§ **Task to complete**
Exactly as written, print each of the entries.

§ **Dataset extract**
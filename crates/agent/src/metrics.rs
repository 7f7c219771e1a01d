use anyhow::Result;
use metrics::{describe_counter, describe_gauge};
use metrics_exporter_prometheus::{PrometheusBuilder, PrometheusHandle};
use std::net::SocketAddr;

pub fn describe() {
    describe_counter!("agent_cycles_total", "Number of scan cycles started.");
    describe_counter!(
        "agent_signals_classified_total",
        "Number of feed transactions classified into signals."
    );
    describe_counter!(
        "agent_mirror_dispatch_total",
        "Mirror trade dispatches by outcome (settled/skipped/failed)."
    );
    describe_counter!(
        "agent_mentions_replied_total",
        "Number of mention audits replied to."
    );
    describe_counter!(
        "agent_wallets_discovered_total",
        "Number of wallets admitted via keyword discovery."
    );
    describe_gauge!(
        "agent_watched_wallets",
        "Current number of tracked wallets."
    );
    describe_counter!(
        "tracing_error_events",
        "Number of ERROR-level tracing events."
    );
}

pub fn install_prometheus(port: u16) -> Result<PrometheusHandle> {
    let addr: SocketAddr = ([0, 0, 0, 0], port).into();
    Ok(PrometheusBuilder::new()
        .with_http_listener(addr)
        .install_recorder()?)
}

§ **Result**
filename crates/agent/src/metrics.rs
repository 7f7c219771e1a01d
use anyhow::Result;
use metrics::{describe_counter, describe_gauge};
use metrics_exporter_prometheus::{PrometheusBuilder, PrometheusHandle};
use std::net::SocketAddr;

pub fn describe() {
    describe_counter!("agent_cycles_total", "Number of scan cycles started.");
    describe_counter!(
        "agent_signals_classified_total",
        "Number of feed transactions classified into signals."
    );
    describe_counter!(
        "agent_mirror_dispatch_total",
        "Mirror trade dispatches by outcome (settled/skipped/failed)."
    );
    describe_counter!(
        "agent_mentions_replied_total",
        "Number of mention audits replied to."
    );
    describe_counter!(
        "agent_wallets_discovered_total",
        "Number of wallets admitted via keyword discovery."
    );
    describe_gauge!(
        "agent_watched_wallets",
        "Current number of tracked wallets."
    );
    describe_counter!(
        "tracing_error_events",
        "Number of ERROR-level tracing events."
    );
}

pub fn install_prometheus(port: u16) -> Result<PrometheusHandle> {
    let addr: SocketAddr = ([0, 0, 0, 0], port).into();
    Ok(PrometheusBuilder::new()
        .with_http_listener(addr)
        .install_recorder()?)
}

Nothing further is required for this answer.